Struct CircuitTransaction

pub struct CircuitTransaction(pub Transaction);

Tuple Fields

0: Transaction

Implementations

impl CircuitTransaction

pub fn from(transaction: Transaction) -> Self

pub fn inner(&self) -> &Transaction

pub fn txid(&self) -> [u8; 32]

Returns the transaction id, in big-endian byte order. One must be careful when dealing with Bitcoin transaction ids, as they are little-endian in the Bitcoin protocol.

pub fn mid_state_txid(&self) -> [u8; 32]

Returns the first digest of the transaction to be used in SPV

Methods from Deref<Target = Transaction>

pub const MAX_STANDARD_WEIGHT: Weight

pub fn ntxid(&self) -> Hash

👎Deprecated since 0.31.0: ntxid has been renamed to compute_ntxid to note that it’s computationally expensive. use compute_ntxid() instead.

Computes a “normalized TXID” which does not include any signatures.

This method is deprecated. Use compute_ntxid instead.

pub fn compute_ntxid(&self) -> Hash

Computes a “normalized TXID” which does not include any signatures.

This gives a way to identify a transaction that is “the same” as another in the sense of having same inputs and outputs.

pub fn txid(&self) -> Txid

👎Deprecated since 0.31.0: txid has been renamed to compute_txid to note that it’s computationally expensive. use compute_txid() instead.

Computes the [Txid].

This method is deprecated. Use compute_txid instead.

pub fn compute_txid(&self) -> Txid

Computes the [Txid].

Hashes the transaction excluding the segwit data (i.e. the marker, flag bytes, and the witness fields themselves). For non-segwit transactions which do not have any segwit data, this will be equal to [Transaction::compute_wtxid()].

pub fn wtxid(&self) -> Wtxid

👎Deprecated since 0.31.0: wtxid has been renamed to compute_wtxid to note that it’s computationally expensive. use compute_wtxid() instead.

Computes the segwit version of the transaction id.

This method is deprecated. Use compute_wtxid instead.

pub fn compute_wtxid(&self) -> Wtxid

Computes the segwit version of the transaction id.

Hashes the transaction including all segwit data (i.e. the marker, flag bytes, and the witness fields themselves). For non-segwit transactions which do not have any segwit data, this will be equal to [Transaction::txid()].

pub fn weight(&self) -> Weight

Returns the weight of this transaction, as defined by BIP-141.

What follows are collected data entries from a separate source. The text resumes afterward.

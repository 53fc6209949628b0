//! Callpanel Database Layer
//!
//! This crate provides PostgreSQL access to the PBX tables the dashboard
//! reads. It includes:
//!
//! - Connection pool management with sqlx
//! - `CallRecordStore` over the `cdr` table
//! - `ExtensionDirectory` over the `extensions` table

pub mod pool;
pub mod repositories;

pub use pool::create_pool;
pub use repositories::*;

// Re-export commonly used types
pub use callpanel_core::{AppError, AppResult};
pub use sqlx::PgPool;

Transaction weight is defined as Base transaction size * 3 + Total transaction size (ie. the same method as calculating Block weight from Base size and Total size).

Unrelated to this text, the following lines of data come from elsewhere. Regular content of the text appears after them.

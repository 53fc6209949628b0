//! Application configuration
//!
//! This module provides centralized configuration management using the `config` crate.
//! Configuration can be loaded from environment variables and config files.

use crate::error::AppError;
use chrono_tz::Tz;
use config::{Config, ConfigError, Environment, File};
use serde::Deserialize;
use std::env;
use std::time::Duration;

/// Main application configuration
#[derive(Debug, Deserialize, Clone)]
pub struct AppConfig {
    pub server: ServerConfig,
    pub database: DatabaseConfig,
    pub auth: AuthConfig,
    #[serde(default)]
    pub dashboard: DashboardConfig,
}

/// HTTP server configuration
#[derive(Debug, Deserialize, Clone)]
pub struct ServerConfig {
    /// Server host address
    #[serde(default = "default_host")]
    pub host: String,

    /// Server port
    #[serde(default = "default_port")]
    pub port: u16,

    /// Number of worker threads
    #[serde(default = "default_workers")]
    pub workers: usize,

    /// Comma-separated list of allowed CORS origins
    #[serde(default = "default_cors_origins")]
    pub cors_origins: String,
}

fn default_host() -> String {
    "0.0.0.0".to_string()
}

fn default_port() -> u16 {
    9001
}

fn default_workers() -> usize {
    num_cpus::get()
}

fn default_cors_origins() -> String {
    "http://localhost:3000,http://127.0.0.1:3000".to_string()
}

/// Database configuration
#[derive(Debug, Deserialize, Clone)]
pub struct DatabaseConfig {
    /// PostgreSQL connection URL
    pub url: String,

    /// Maximum number of connections in the pool
    #[serde(default = "default_max_connections")]
    pub max_connections: u32,

    /// Connection acquire timeout in seconds
    #[serde(default = "default_acquire_timeout")]
    pub acquire_timeout_secs: u64,

    /// Idle connection timeout in seconds
    #[serde(default = "default_idle_timeout")]
    pub idle_timeout_secs: u64,
}

fn default_max_connections() -> u32 {
    20
}

fn default_acquire_timeout() -> u64 {
    30
}

fn default_idle_timeout() -> u64 {
    600
}

/// Authentication configuration
#[derive(Debug, Deserialize, Clone)]
pub struct AuthConfig {
    /// JWT signing secret
    pub jwt_secret: String,

    /// JWT token expiration in seconds
    #[serde(default = "default_jwt_expiration")]
    pub jwt_expiration_secs: i64,

    /// Whether the session cookie is marked `Secure`
    #[serde(default)]
    pub secure_cookie: bool,
}

fn default_jwt_expiration() -> i64 {
    28800 // one 8h shift
}

/// Dashboard and reporting configuration
#[derive(Debug, Deserialize, Clone)]
pub struct DashboardConfig {
    /// Interval between dashboard refreshes pushed over the WebSocket
    #[serde(default = "default_poll_interval")]
    pub poll_interval_secs: u64,

    /// Number of recent calls shown on the dashboard
    #[serde(default = "default_recent_calls_limit")]
    pub recent_calls_limit: i64,

    /// Default page size of the call history
    #[serde(default = "default_history_page_size")]
    pub history_page_size: i64,

    /// Default number of days in the reporting window
    #[serde(default = "default_summary_days")]
    pub summary_days: u32,

    /// IANA timezone used for "today", report windows and day bucketing
    #[serde(default = "default_timezone")]
    pub timezone: String,

    /// Answer rate the reports compare against
    #[serde(default = "default_answer_rate_target")]
    pub answer_rate_target_percent: u32,
}

fn default_poll_interval() -> u64 {
    30
}

fn default_recent_calls_limit() -> i64 {
    5
}

fn default_history_page_size() -> i64 {
    10
}

fn default_summary_days() -> u32 {
    7
}

fn default_timezone() -> String {
    "UTC".to_string()
}

fn default_answer_rate_target() -> u32 {
    80
}

impl Default for DashboardConfig {
    fn default() -> Self {
        Self {
            poll_interval_secs: default_poll_interval(),
            recent_calls_limit: default_recent_calls_limit(),
            history_page_size: default_history_page_size(),
            summary_days: default_summary_days(),
            timezone: default_timezone(),
            answer_rate_target_percent: default_answer_rate_target(),
        }
    }
}

impl DashboardConfig {
    /// Parse the configured timezone
    pub fn tz(&self) -> Result<Tz, AppError> {
        self.timezone
            .parse::<Tz>()
            .map_err(|e| AppError::Config(format!("Invalid timezone '{}': {}", self.timezone, e)))
    }

    /// Polling interval as a `Duration` (never shorter than one second)
    pub fn poll_interval(&self) -> Duration {
        Duration::from_secs(self.poll_interval_secs.max(1))
    }
}

impl AppConfig {
    /// Load configuration from environment and optional config file
    pub fn load() -> Result<Self, ConfigError> {
        let run_mode = env::var("RUN_MODE").unwrap_or_else(|_| "development".to_string());

        let config = Config::builder()
            // Start with default values
            .set_default("server.host", "0.0.0.0")?
            .set_default("server.port", 9001)?
            .set_default("server.workers", num_cpus::get() as i64)?
            .set_default("database.max_connections", 20)?
            .set_default("auth.jwt_expiration_secs", 28800)?
            .set_default("dashboard.poll_interval_secs", 30)?
            .set_default("dashboard.recent_calls_limit", 5)?
            .set_default("dashboard.history_page_size", 10)?
            .set_default("dashboard.summary_days", 7)?
            .set_default("dashboard.timezone", "UTC")?
            .set_default("dashboard.answer_rate_target_percent", 80)?
            // Load config file if exists
            .add_source(File::with_name("config/default").required(false))
            .add_source(File::with_name(&format!("config/{}", run_mode)).required(false))
            // Load from environment variables with CALLPANEL_ prefix
            .add_source(
                Environment::with_prefix("CALLPANEL")
                    .separator("__")
                    .try_parsing(true),
            )
            .build()?;

        config.try_deserialize()
    }

    /// Load configuration from a specific file
    pub fn from_file(path: &str) -> Result<Self, ConfigError> {
        let config = Config::builder()
            .add_source(File::with_name(path))
            .add_source(Environment::with_prefix("CALLPANEL").separator("__"))
            .build()?;

        config.try_deserialize()
    }

    /// Get the server bind address
    pub fn server_addr(&self) -> String {
        format!("{}:{}", self.server.host, self.server.port)
    }
}

#[cfg(test)]
mod tests {
    use super::*;

    #[test]
    fn test_default_dashboard_config() {
        let config = DashboardConfig::default();
        assert_eq!(config.poll_interval_secs, 30);
        assert_eq!(config.recent_calls_limit, 5);
        assert_eq!(config.summary_days, 7);
        assert_eq!(config.tz().unwrap(), Tz::UTC);
    }

    #[test]
    fn test_invalid_timezone() {
        let config = DashboardConfig {
            timezone: "Mars/Olympus_Mons".to_string(),
            ..Default::default()
        };
        assert!(matches!(config.tz(), Err(AppError::Config(_))));
    }

    #[test]
    fn test_poll_interval_floor() {
        let config = DashboardConfig {
            poll_interval_secs: 0,
            ..Default::default()
        };
        assert_eq!(config.poll_interval(), Duration::from_secs(1));
    }
}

For transactions with an empty witness, this is simply the consensus-serialized size times four. For transactions with a witness, this is the non-witness consensus-serialized size multiplied by three plus the with-witness consensus-serialized size.

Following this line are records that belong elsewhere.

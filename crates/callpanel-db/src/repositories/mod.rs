//! Store implementations
//!
//! Concrete implementations of the store traits defined in callpanel-core,
//! using sqlx for PostgreSQL access.

pub mod cdr_repo;
pub mod extension_repo;

pub use cdr_repo::PgCallRecordStore;
pub use extension_repo::PgExtensionDirectory;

For transactions with no inputs, this function will return a value 2 less than the actual weight of the serialized transaction. The reason is that zero-input transactions, post-segwit, cannot be unambiguously serialized; we make a choice that adds two extra bytes. For more details see BIP 141 which uses a “input count” of 0x00 as a marker for a Segwit-encoded transaction.

If you need to use 0-input transactions, we strongly recommend you do so using the PSBT API. The unsigned transaction encoded within PSBT is always a non-segwit transaction and can therefore avoid this ambiguity.

pub fn base_size(&self) -> usize

Returns the base transaction size.

Base transaction size is the size of the transaction serialised with the witness data stripped.

pub fn total_size(&self) -> usize

Returns the total transaction size.

Total transaction size is the transaction size in bytes serialized as described in BIP144, including base data and witness data.

pub fn vsize(&self) -> usize

Returns the “virtual size” (vsize) of this transaction.

Will be ceil(weight / 4.0). Note this implements the virtual size as per BIP141, which is different to what is implemented in Bitcoin Core. The computation should be the same for any remotely sane transaction, and a standardness-rule-correct version is available in the policy module.

Virtual transaction size is defined as Transaction weight / 4 (rounded up to the next integer).

pub fn is_coinbase(&self) -> bool

Checks if this is a coinbase transaction.

The first transaction in the block distributes the mining reward and is called the coinbase transaction. It is impossible to check if the transaction is first in the block, so this function checks the structure of the transaction instead - the previous output must be all-zeros (creates satoshis “out of thin air”).

pub fn is_explicitly_rbf(&self) -> bool

Returns true if the transaction itself opted in to be BIP-125-replaceable (RBF).

Warning

Incorrectly relying on RBF may lead to monetary loss!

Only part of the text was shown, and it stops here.